With the first line as the start and the line containing "const ACCEPT_BACKOFF_MAX: Duration" as the end, write out every line of the records exactly.
★ ★ ★ ★ ★
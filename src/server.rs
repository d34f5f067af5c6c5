//! Listening side: a TCP server spawning one agent per connection, and a
//! UDP server serving every peer through one socket and one agent.

use std::collections::HashMap;
use std::net::SocketAddr;
use std::sync::{Arc, Mutex, MutexGuard};
use std::time::Duration;

use serde::Deserialize;
use tokio::net::{TcpListener, UdpSocket};
use tokio::task::JoinHandle;
use tokio_util::sync::CancellationToken;
use tokio_util::task::TaskTracker;

use crate::agent::Agent;
use crate::error::Result;
use crate::logger::SharedLogger;
use crate::protocol::DEFAULT_MAX_DATAGRAM_SIZE;
use crate::transport::{DatagramConn, StreamConfig, StreamConn};
use crate::writer::DEFAULT_PENDING_WRITE_NUM;

/// Default live connection limit.
pub const DEFAULT_MAX_CONN_NUM: usize = 100;

/// First delay after a failed accept.
const ACCEPT_BACKOFF_MIN: Duration = Duration::from_millis(5);

/// Longest delay between failed accepts.
const ACCEPT_BACKOFF_MAX: Duration = Duration::from_secs(1);

#[derive(Debug, Clone, PartialEq, Eq, Deserialize)]
#[serde(default)]
pub struct TcpServerConfig {
    pub addr: String,
    /// Connections beyond this many are closed right after accept.
    pub max_conn_num: usize,
    #[serde(flatten)]
    pub stream: StreamConfig,
}

impl Default for TcpServerConfig {
    fn default() -> Self {
        Self {
            addr: "127.0.0.1:3563".to_string(),
            max_conn_num: DEFAULT_MAX_CONN_NUM,
            stream: StreamConfig::default(),
        }
    }
}

impl TcpServerConfig {
    /// Replace zero limits with the defaults, logging each correction.
    pub fn normalized(mut self, logger: &SharedLogger) -> Self {
        if self.max_conn_num == 0 {
            self.max_conn_num = DEFAULT_MAX_CONN_NUM;
            logger.info(format_args!(
                "invalid max_conn_num, reset to {}",
                self.max_conn_num
            ));
        }
        if self.stream.pending_write_num == 0 {
            self.stream.pending_write_num = DEFAULT_PENDING_WRITE_NUM;
            logger.info(format_args!(
                "invalid pending_write_num, reset to {}",
                self.stream.pending_write_num
            ));
        }
        self
    }
}

type ConnMap = Arc<Mutex<HashMap<u64, Arc<StreamConn>>>>;

fn lock_conns(conns: &ConnMap) -> MutexGuard<'_, HashMap<u64, Arc<StreamConn>>> {
    conns.lock().unwrap_or_else(|e| e.into_inner())
}

/// TCP server: accept loop plus one agent task per live connection.
///
/// ```no_run
/// use std::sync::Arc;
/// use leafnet::agent::Agent;
/// use leafnet::logger::default_logger;
/// use leafnet::server::{TcpServer, TcpServerConfig};
/// use leafnet::transport::StreamConn;
///
/// struct Echo(Arc<StreamConn>);
///
/// impl Agent for Echo {
///     async fn run(&mut self) {
///         while let Ok(frame) = self.0.read_msg().await {
///             if self.0.write_msg(&[&frame[..]]).is_err() {
///                 break;
///             }
///         }
///     }
/// }
///
/// # async fn demo() -> leafnet::error::Result<()> {
/// let server = TcpServer::bind(TcpServerConfig::default(), default_logger(), Echo).await?;
/// // ...
/// server.close().await;
/// # Ok(())
/// # }
/// ```
pub struct TcpServer {
    local_addr: SocketAddr,
    conns: ConnMap,
    shutdown: CancellationToken,
    tracker: TaskTracker,
    accept_task: Mutex<Option<JoinHandle<()>>>,
    logger: SharedLogger,
}

impl TcpServer {
    /// Bind `config.addr` and start accepting.
    ///
    /// `new_agent` is called once per accepted connection.
    pub async fn bind<A, F>(config: TcpServerConfig, logger: SharedLogger, new_agent: F) -> Result<Self>
    where
        A: Agent,
        F: Fn(Arc<StreamConn>) -> A + Send + Sync + 'static,
    {
        let config = config.normalized(&logger);
        let listener = TcpListener::bind(&config.addr).await?;
        let local_addr = listener.local_addr()?;
        logger.debug(format_args!("tcp server listening on {}", local_addr));

        let server = Self {
            local_addr,
            conns: Arc::new(Mutex::new(HashMap::new())),
            shutdown: CancellationToken::new(),
            tracker: TaskTracker::new(),
            accept_task: Mutex::new(None),
            logger,
        };

        let accept = AcceptLoop {
            listener,
            config,
            new_agent,
            conns: server.conns.clone(),
            tracker: server.tracker.clone(),
            shutdown: server.shutdown.clone(),
            logger: server.logger.clone(),
        };
        let task = tokio::spawn(accept.run());
        *server
            .accept_task
            .lock()
            .unwrap_or_else(|e| e.into_inner()) = Some(task);

        Ok(server)
    }

    pub fn local_addr(&self) -> SocketAddr {
        self.local_addr
    }

    /// Number of live connections.
    pub fn connection_count(&self) -> usize {
        lock_conns(&self.conns).len()
    }

    /// Stop accepting, close every connection and wait until all agents
    /// have finished and every socket is shut.
    pub async fn close(&self) {
        self.shutdown.cancel();

        let accept_task = self
            .accept_task
            .lock()
            .unwrap_or_else(|e| e.into_inner())
            .take();
        if let Some(task) = accept_task {
            if let Err(e) = task.await {
                self.logger.error(format_args!("accept loop failed: {}", e));
            }
        }

        let conns: Vec<_> = lock_conns(&self.conns).values().cloned().collect();
        for conn in conns {
            conn.close();
        }

        self.tracker.close();
        self.tracker.wait().await;
        self.logger
            .debug(format_args!("tcp server {} closed", self.local_addr));
    }
}

struct AcceptLoop<F> {
    listener: TcpListener,
    config: TcpServerConfig,
    new_agent: F,
    conns: ConnMap,
    tracker: TaskTracker,
    shutdown: CancellationToken,
    logger: SharedLogger,
}

impl<A, F> AcceptLoop<F>
where
    A: Agent,
    F: Fn(Arc<StreamConn>) -> A + Send + Sync + 'static,
{
    async fn run(self) {
        let mut delay = Duration::ZERO;
        let mut next_id: u64 = 0;

        loop {
            let accepted = tokio::select! {
                biased;
                _ = self.shutdown.cancelled() => break,
                accepted = self.listener.accept() => accepted,
            };

            let (stream, peer) = match accepted {
                Ok(accepted) => {
                    delay = Duration::ZERO;
                    accepted
                }
                Err(e) => {
                    delay = if delay.is_zero() {
                        ACCEPT_BACKOFF_MIN
                    } else {
                        (delay * 2).min(ACCEPT_BACKOFF_MAX)
                    };
                    self.logger.info(format_args!(
                        "accept error: {}; retrying in {:?}",
                        e, delay
                    ));
                    tokio::select! {
                        _ = self.shutdown.cancelled() => break,
                        _ = tokio::time::sleep(delay) => continue,
                    }
                }
            };

            let conn = {
                let mut conns = lock_conns(&self.conns);
                if conns.len() >= self.config.max_conn_num {
                    drop(conns);
                    drop(stream);
                    self.logger
                        .debug(format_args!("too many connections, rejected {}", peer));
                    continue;
                }

                next_id += 1;
                let conn = StreamConn::from_tcp(stream, &self.config.stream, self.logger.clone());
                conns.insert(next_id, conn.clone());
                conn
            };

            let id = next_id;
            let mut agent = (self.new_agent)(conn.clone());
            let conns = self.conns.clone();
            self.tracker.spawn(async move {
                agent.run().await;

                conn.close();
                lock_conns(&conns).remove(&id);
                agent.on_close();
                conn.closed().await;
            });
        }
    }
}

#[derive(Debug, Clone, PartialEq, Eq, Deserialize)]
#[serde(default)]
pub struct UdpServerConfig {
    pub addr: String,
    pub pending_write_num: usize,
    /// Read size per datagram; longer datagrams are truncated.
    pub max_datagram_size: usize,
}

impl Default for UdpServerConfig {
    fn default() -> Self {
        Self {
            addr: "127.0.0.1:3564".to_string(),
            pending_write_num: DEFAULT_PENDING_WRITE_NUM,
            max_datagram_size: DEFAULT_MAX_DATAGRAM_SIZE,
        }
    }
}

/// UDP server: one socket, one connection and one agent for every peer.
pub struct UdpServer {
    conn: Arc<DatagramConn>,
    task: Mutex<Option<JoinHandle<()>>>,
    logger: SharedLogger,
}

impl UdpServer {
    pub async fn bind<A, F>(
        mut config: UdpServerConfig,
        logger: SharedLogger,
        new_agent: F,
    ) -> Result<Self>
    where
        A: Agent,
        F: FnOnce(Arc<DatagramConn>) -> A,
    {
        if config.pending_write_num == 0 {
            config.pending_write_num = DEFAULT_PENDING_WRITE_NUM;
            logger.info(format_args!(
                "invalid pending_write_num, reset to {}",
                config.pending_write_num
            ));
        }

        let socket = UdpSocket::bind(&config.addr).await?;
        let conn = DatagramConn::new(
            socket,
            config.pending_write_num,
            config.max_datagram_size,
            logger.clone(),
        );
        logger.debug(format_args!(
            "udp server listening on {}",
            crate::transport::display_addr(conn.local_addr())
        ));

        let mut agent = new_agent(conn.clone());
        let task = tokio::spawn({
            let conn = conn.clone();
            async move {
                agent.run().await;
                conn.close();
                agent.on_close();
                conn.closed().await;
            }
        });

        Ok(Self {
            conn,
            task: Mutex::new(Some(task)),
            logger,
        })
    }

    pub fn local_addr(&self) -> Option<SocketAddr> {
        self.conn.local_addr()
    }

    pub fn conn(&self) -> &Arc<DatagramConn> {
        &self.conn
    }

    /// Close the socket and wait for the agent to finish. The address can be
    /// bound again once this returns.
    pub async fn close(&self) {
        self.conn.close();

        let task = self.task.lock().unwrap_or_else(|e| e.into_inner()).take();
        if let Some(task) = task {
            if let Err(e) = task.await {
                self.logger.error(format_args!("udp agent failed: {}", e));
            }
        }
    }
}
★ ★ ★ ★ ★
Exercise result
filename src/server.rs
repository d34f5f067af5c6c5
//! Listening side: a TCP server spawning one agent per connection, and a
//! UDP server serving every peer through one socket and one agent.

use std::collections::HashMap;
use std::net::SocketAddr;
use std::sync::{Arc, Mutex, MutexGuard};
use std::time::Duration;

use serde::Deserialize;
use tokio::net::{TcpListener, UdpSocket};
use tokio::task::JoinHandle;
use tokio_util::sync::CancellationToken;
use tokio_util::task::TaskTracker;

use crate::agent::Agent;
use crate::error::Result;
use crate::logger::SharedLogger;
use crate::protocol::DEFAULT_MAX_DATAGRAM_SIZE;
use crate::transport::{DatagramConn, StreamConfig, StreamConn};
use crate::writer::DEFAULT_PENDING_WRITE_NUM;

/// Default live connection limit.
pub const DEFAULT_MAX_CONN_NUM: usize = 100;

/// First delay after a failed accept.
const ACCEPT_BACKOFF_MIN: Duration = Duration::from_millis(5);

/// Longest delay between failed accepts.
const ACCEPT_BACKOFF_MAX: Duration = Duration::from_secs(1);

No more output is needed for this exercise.